Posted by GitBox <gi...@apache.org>.
ZhangYu0123 commented on issue #4164:
URL: https://github.com/apache/incubator-doris/issues/4164#issuecomment-663071982


   ### 问题描述
    目前,在BE的Compaction分为Base和Cumulative两个部分。对于增量的overlap的Rowset先由Cumulative Compaction流程合并,合并完之后交由Base Compaction流程进行合并。当有频繁的小批量不断写入时,会产生大量Rowset直接交给Base合并。这样会引发如下问题:
   (1)Base Compaction时,每次由Base合并一堆小文件数据,Base的合并效率较低(用时较长合并了很多小体积文件,Base的合并次数较多,写放大严重)。

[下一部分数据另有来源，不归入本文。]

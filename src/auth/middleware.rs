use crate::auth::auth::AuthUser;
use crate::auth::jwt::verify_token;
use crate::config::Config;
use crate::model::role::Role;
use actix_web::middleware::Next;
use actix_web::{
    body::BoxBody,
    dev::{ServiceRequest, ServiceResponse},
    web::Data,
    Error, HttpMessage, HttpResponse,
};
use serde_json::json;

pub async fn auth_middleware(
    req: ServiceRequest,
    next: Next<BoxBody>,
) -> Result<ServiceResponse<BoxBody>, Error> {
    let config = req
        .app_data::<Data<Config>>()
        .ok_or_else(|| actix_web::error::ErrorInternalServerError("App config missing"))?;

    let header_value = match req.headers().get("Authorization") {
        Some(h) => h.to_str().map_err(|_| {
            actix_web::error::ErrorUnauthorized(
                json!({"error": "Invalid Authorization header encoding"}),
            )
        })?,
        None => {
            let resp =
                HttpResponse::Unauthorized().json(json!({"error": "Missing Authorization header"}));
            return Ok(req.into_response(resp.map_into_boxed_body()));
        }
    };

    let token = match header_value.strip_prefix("Bearer ") {
        Some(t) => t,
        None => {
            let resp = HttpResponse::Unauthorized()
                .json(json!({"error": "Authorization header must start with Bearer"}));
            return Ok(req.into_response(resp.map_into_boxed_body()));
        }
    };

    let claims = match verify_token(token, &config.jwt_secret) {
        Ok(c) => c,
        Err(e) => {
            let resp = HttpResponse::Unauthorized()
                .json(json!({"error": "Invalid or expired token", "details": e}));
            return Ok(req.into_response(resp.map_into_boxed_body()));
        }
    };

    let role = match Role::from_id(claims.role) {
        Some(role) => role,
        None => {
            let resp = HttpResponse::Unauthorized().json(json!({"error": "Invalid role"}));
            return Ok(req.into_response(resp.map_into_boxed_body()));
        }
    };

    let auth_user = AuthUser {
        user_id: claims.user_id,
        email: claims.sub,
        role,
        employee_id: claims.employee_id,
    };

    req.extensions_mut().insert(auth_user);

    next.call(req).await
}
use anyhow::{anyhow, Result};
use autoscale_cuckoo_filter::CuckooFilter;
use futures::StreamExt;
use once_cell::sync::Lazy;
use sqlx::MySqlPool;
use std::sync::RwLock;

/// Expected capacity and false-positive rate.
/// Tune these based on real account counts.
const FILTER_CAPACITY: usize = 100_000;
const FALSE_POSITIVE_RATE: f64 = 0.001;

static EMAIL_FILTER: Lazy<RwLock<CuckooFilter<String>>> =
    Lazy::new(|| RwLock::new(CuckooFilter::new(FILTER_CAPACITY, FALSE_POSITIVE_RATE)));

#[inline]
fn normalize(email: &str) -> String {
    email.to_lowercase()
}

/// Check if an email might be registered (false positives possible)
pub fn might_exist(email: &str) -> bool {
    let email = normalize(email);
    EMAIL_FILTER
        .read()
        .expect("email filter poisoned")
        .contains(&email)
}

/// Insert a single email into the filter
pub fn insert(email: &str) {
    let email = normalize(email);
    EMAIL_FILTER
        .write()
        .expect("email filter poisoned")
        .add(&email);
}

/// Warm up the email filter using streaming + batching
pub async fn warmup_email_filter(pool: &MySqlPool, batch_size: usize) -> Result<()> {
    let mut stream = sqlx::query_as::<_, (String,)>("SELECT email FROM users").fetch(pool);

    let mut batch = Vec::with_capacity(batch_size);
    let mut total = 0usize;

    while let Some(row) = stream.next().await {
        let (email,) = row.map_err(|e| anyhow!("DB row fetch failed: {}", e))?;

        batch.push(normalize(&email));
        total += 1;

        if batch.len() == batch_size {
            insert_batch(&batch);
            batch.clear();
        }
    }

    if !batch.is_empty() {
        insert_batch(&batch);
    }

    log::info!("Email filter warmup complete: {} users", total);
    Ok(())
}

/// Insert a batch of normalized emails
fn insert_batch(emails: &[String]) {
    let mut filter = EMAIL_FILTER.write().expect("email filter poisoned");

    for email in emails {
        filter.add(email);
    }
}
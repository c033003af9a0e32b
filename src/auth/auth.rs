use crate::config::Config;
use crate::{model::role::Role, models::Claims};
use actix_web::{dev::Payload, error::ErrorUnauthorized, web::Data, FromRequest, HttpRequest};
use futures::future::{ready, Ready};
use jsonwebtoken::{decode, DecodingKey, Validation};

pub struct AuthUser {
    pub user_id: u64,
    pub email: String,
    pub role: Role,

    /// Present only if this user is linked to an employee record
    pub employee_id: Option<u64>,
}

impl FromRequest for AuthUser {
    type Error = actix_web::Error;
    type Future = Ready<Result<Self, Self::Error>>;

    fn from_request(req: &HttpRequest, _: &mut Payload) -> Self::Future {
        let token = match req
            .headers()
            .get("Authorization")
            .and_then(|h| h.to_str().ok())
            .and_then(|h| h.strip_prefix("Bearer "))
        {
            Some(t) => t,
            None => return ready(Err(ErrorUnauthorized("Missing token"))),
        };

        let config = match req.app_data::<Data<Config>>() {
            Some(c) => c,
            None => {
                return ready(Err(actix_web::error::ErrorInternalServerError(
                    "Config missing",
                )))
            }
        };

        let data = match decode::<Claims>(
            token,
            &DecodingKey::from_secret(config.jwt_secret.as_bytes()),
            &Validation::default(),
        ) {
            Ok(d) => d,
            Err(_) => return ready(Err(ErrorUnauthorized("Invalid token"))),
        };

        let role = match Role::from_id(data.claims.role) {
            Some(r) => r,
            None => return ready(Err(ErrorUnauthorized("Invalid role"))),
        };

        ready(Ok(AuthUser {
            user_id: data.claims.user_id,
            email: data.claims.sub,
            role,
            employee_id: data.claims.employee_id,
        }))
    }
}

impl AuthUser {
    pub fn require_hr_or_admin(&self) -> actix_web::Result<()> {
        if matches!(self.role, Role::Admin | Role::Hr) {
            Ok(())
        } else {
            Err(actix_web::error::ErrorForbidden("HR/Admin only"))
        }
    }

    /// Roles allowed to approve leave/report rows and create tasks.
    pub fn require_approver(&self) -> actix_web::Result<()> {
        if matches!(self.role, Role::Admin | Role::Hr | Role::Manager) {
            Ok(())
        } else {
            Err(actix_web::error::ErrorForbidden("Admin/HR/Manager only"))
        }
    }

    /// The caller's employee row id. Missing link is a hard 404 on every
    /// employee-scoped operation, never an empty result.
    pub fn require_employee_profile(&self) -> actix_web::Result<u64> {
        self.employee_id
            .ok_or_else(|| actix_web::error::ErrorNotFound("Employee profile not found"))
    }
}
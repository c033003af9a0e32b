use std::time::{SystemTime, UNIX_EPOCH};

use crate::models::{Claims, TokenType};
use jsonwebtoken::{decode, encode, DecodingKey, EncodingKey, Header, Validation};
use uuid::Uuid;

fn now() -> usize {
    SystemTime::now()
        .duration_since(UNIX_EPOCH)
        .unwrap()
        .as_secs() as usize
}

pub fn generate_access_token(
    user_id: u64,
    email: String,
    role: u8,
    employee_id: Option<u64>,
    secret: &str,
    ttl: usize,
) -> String {
    let claims = Claims {
        user_id,
        sub: email,
        role,
        exp: now() + ttl,
        jti: Uuid::new_v4().to_string(),
        token_type: TokenType::Access,
        employee_id,
    };

    encode(
        &Header::default(),
        &claims,
        &EncodingKey::from_secret(secret.as_bytes()),
    )
    .unwrap()
}

pub fn generate_refresh_token(
    user_id: u64,
    email: String,
    role: u8,
    employee_id: Option<u64>,
    secret: &str,
    ttl: usize,
) -> (String, Claims) {
    let claims = Claims {
        user_id,
        sub: email,
        role,
        exp: now() + ttl,
        jti: Uuid::new_v4().to_string(),
        token_type: TokenType::Refresh,
        employee_id,
    };

    let token = encode(
        &Header::default(),
        &claims,
        &EncodingKey::from_secret(secret.as_bytes()),
    )
    .unwrap();

    (token, claims)
}

pub fn verify_token(token: &str, secret: &str) -> Result<Claims, String> {
    decode::<Claims>(
        token,
        &DecodingKey::from_secret(secret.as_bytes()),
        &Validation::default(),
    )
    .map(|data| data.claims)
    .map_err(|e| e.to_string())
}
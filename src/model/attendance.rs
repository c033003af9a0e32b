use serde::{Deserialize, Serialize};
use strum_macros::{Display, EnumString};
use utoipa::ToSchema;

/// Status derived at check-in time against the configured work start.
#[derive(Debug, Copy, Clone, Eq, PartialEq, Serialize, Deserialize, Display, EnumString, ToSchema)]
#[strum(serialize_all = "snake_case")]
#[serde(rename_all = "snake_case")]
pub enum CheckStatus {
    OnTime,
    Late,
    EarlyLeave,
}
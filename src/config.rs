use crate::domain::attendance::AttendancePolicy;
use crate::domain::leave::LeaveEntitlements;
use chrono::NaiveTime;
use dotenvy::dotenv;
use std::env;

#[derive(Clone)]
pub struct Config {
    pub database_url: String,
    pub jwt_secret: String,
    pub server_addr: String,
    pub access_token_ttl: usize,
    pub refresh_token_ttl: usize,

    // Rate limiting
    pub rate_login_per_min: u32,
    pub rate_register_per_min: u32,
    pub rate_refresh_per_min: u32,
    pub rate_protected_per_min: u32,

    pub api_prefix: String,

    // Attendance thresholds
    pub work_start: NaiveTime,
    pub work_end: NaiveTime,

    // Yearly leave entitlements
    pub annual_leave_days: i64,
    pub sick_leave_days: i64,
}

fn env_or(key: &str, default: &str) -> String {
    env::var(key).unwrap_or_else(|_| default.to_string())
}

impl Config {
    pub fn from_env() -> Self {
        dotenv().ok();

        Self {
            server_addr: env::var("SERVER_ADDR").expect("SERVER_ADDR must be set"),
            database_url: env::var("DATABASE_URL").expect("DATABASE_URL must be set"),
            jwt_secret: env::var("JWT_SECRET").expect("JWT_SECRET must be set"),
            access_token_ttl: env_or("ACCESS_TOKEN_TTL", "900") // default 15 min
                .parse()
                .unwrap(),
            refresh_token_ttl: env_or("REFRESH_TOKEN_TTL", "604800") // default 7 days
                .parse()
                .unwrap(),

            rate_login_per_min: env_or("RATE_LOGIN_PER_MIN", "60").parse().unwrap(),
            rate_register_per_min: env_or("RATE_REGISTER_PER_MIN", "30").parse().unwrap(),
            rate_refresh_per_min: env_or("RATE_REFRESH_PER_MIN", "30").parse().unwrap(),
            rate_protected_per_min: env_or("RATE_PROTECTED_PER_MIN", "1000").parse().unwrap(),

            api_prefix: env_or("API_PREFIX", "/api/v1"),

            work_start: env_or("WORK_START", "09:00:00")
                .parse()
                .expect("WORK_START must be HH:MM:SS"),
            work_end: env_or("WORK_END", "18:00:00")
                .parse()
                .expect("WORK_END must be HH:MM:SS"),

            annual_leave_days: env_or("ANNUAL_LEAVE_DAYS", "15").parse().unwrap(),
            sick_leave_days: env_or("SICK_LEAVE_DAYS", "10").parse().unwrap(),
        }
    }

    pub fn attendance_policy(&self) -> AttendancePolicy {
        AttendancePolicy {
            work_start: self.work_start,
            work_end: self.work_end,
        }
    }

    pub fn leave_entitlements(&self) -> LeaveEntitlements {
        LeaveEntitlements {
            annual: self.annual_leave_days,
            sick: self.sick_leave_days,
        }
    }
}
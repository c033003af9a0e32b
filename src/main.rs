use actix_web::middleware::NormalizePath;
use actix_web::web::Data;
use actix_web::{get, App, HttpServer, Responder};
use dotenvy::dotenv;

mod api;
mod auth;
mod config;
mod db;
mod docs;
mod domain;
mod model;
mod models;
mod routes;
mod utils;

use config::Config;
use db::{ensure_schema, init_db};

use crate::docs::ApiDoc;
use crate::utils::email_cache;
use crate::utils::email_filter;
use tracing::info;
use tracing_appender::rolling;
use utoipa::OpenApi;
use utoipa_swagger_ui::SwaggerUi;

#[get("/")]
async fn index() -> impl Responder {
    "HRM server is running"
}

#[actix_web::main]
async fn main() -> std::io::Result<()> {
    dotenv().ok();

    let config = Config::from_env();

    // Rolling daily log
    let file_appender = rolling::daily("logs", "app.log");
    let (non_blocking, _guard) = tracing_appender::non_blocking(file_appender);

    tracing_subscriber::fmt()
        .with_writer(non_blocking)
        .with_max_level(tracing::Level::DEBUG)
        .with_ansi(false)
        .with_target(false)
        .with_level(true)
        .with_thread_ids(false)
        .with_thread_names(false)
        .pretty()
        .init();

    info!("Server starting...");

    let pool = init_db(&config.database_url).await;

    if let Err(e) = ensure_schema(&pool).await {
        eprintln!("Failed to ensure schema: {:?}", e);
        return Err(std::io::Error::other(e));
    }

    let pool_for_filter_warmup = pool.clone();
    let pool_for_cache_warmup = pool.clone();
    let server_addr = config.server_addr.clone();
    let config_data = config.clone();

    actix_web::rt::spawn(async move {
        if let Err(e) = email_filter::warmup_email_filter(&pool_for_filter_warmup, 100).await {
            eprintln!("Failed to warmup email filter: {:?}", e);
        }
    });

    actix_web::rt::spawn(async move {
        // Warm up last 30 days of recent accounts in batches of 250
        if let Err(e) = email_cache::warmup_email_cache(&pool_for_cache_warmup, 30, 250).await {
            eprintln!("Failed to warmup email cache: {:?}", e);
        }
    });

    HttpServer::new(move || {
        App::new()
            .wrap(actix_web::middleware::Logger::default())
            .wrap(NormalizePath::trim())
            .service(
                SwaggerUi::new("/swagger-ui/{_:.*}")
                    .url("/api-doc/openapi.json", ApiDoc::openapi()),
            )
            .app_data(Data::new(pool.clone()))
            .app_data(Data::new(config.clone()))
            .service(index)
            // Configure auth + protected routes with rate limiting
            .configure(|cfg| routes::configure(cfg, config_data.clone()))
    })
    .bind(server_addr)?
    .run()
    .await
}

   (2)同时存在的小文件过多,查询时会读取过多的文件进行合并,影响查询效率。
   
   ### 解决方案
    为兼顾合并效率(减少合并过程中IO操作)和减少文件数量提升查询效率。提出了如下改进方案:
   ### 1、base compaction流程
   base compaction流程不变,保持现有流程,合并从Base到Cumulative Point的版本。
   ### 2、cumulative compaction流程
   ### 2.1 Cumulative Point计算
   这里新创建或初始化的时候会执行一次。按版本顺序遍历rowset。满足如下条件,Cumulative Point向下移动,否则break:
   - 当前rowset是非overlap类型,
   - rowset磁盘空间大于base版本的2%或大于等于2G,
   ### 2.2 选取Cumulative Compaction要合并的Rowset
   ### 2.2.1 候选集candidate_rowsets收集,(与原流程一致)
   - 候选集选择先大于等于Cumulative Point所有版本。并进行排序。
   - 从候选集中收集要合并rowset版本,当compaction_score大于等于1000或遍历到最后时停止收集。
   - 当candidate_rowsets存在删除条件时,收集删除之前的版本。将Cumulative Point移动到删除rowset之后。
    ### 2.2.2 创建input_rowsets (调整部分)
    **定义:**
   - 当候选集candidate_rowsets磁盘总数s_total,
   - 候选集candidate_rowsets中第一个版本的磁盘空间s1。
   - level_size(n)表示n到能够映射到的磁盘大小分段[1G~2G) , [512m~1G), [256m~512m), [128m~256m), [64m~128m)
   
   **执行过程:**
   - 当s_total大于等于base版本的2% 或者大于等于2G或者s_total <= 64m,candidate_rowsets直接赋值给input_rowsets,退出。
   - 当level_size (s_total - s1) >= level_size (s1) 时,candidate_rowsets直接赋值给input_rowsets,退出。
   - 当level_size (s_total - s1) < level_size (s1)  时,candidate_rowsets去掉第一个版本后,回到第一步,循环该流程。
   
   ### 2.2.3 检查input_rowsets,(与原流程一致)
   - 当input_rowsets的compaction_score小于最小分数5时,input_rowsets清空,不合并。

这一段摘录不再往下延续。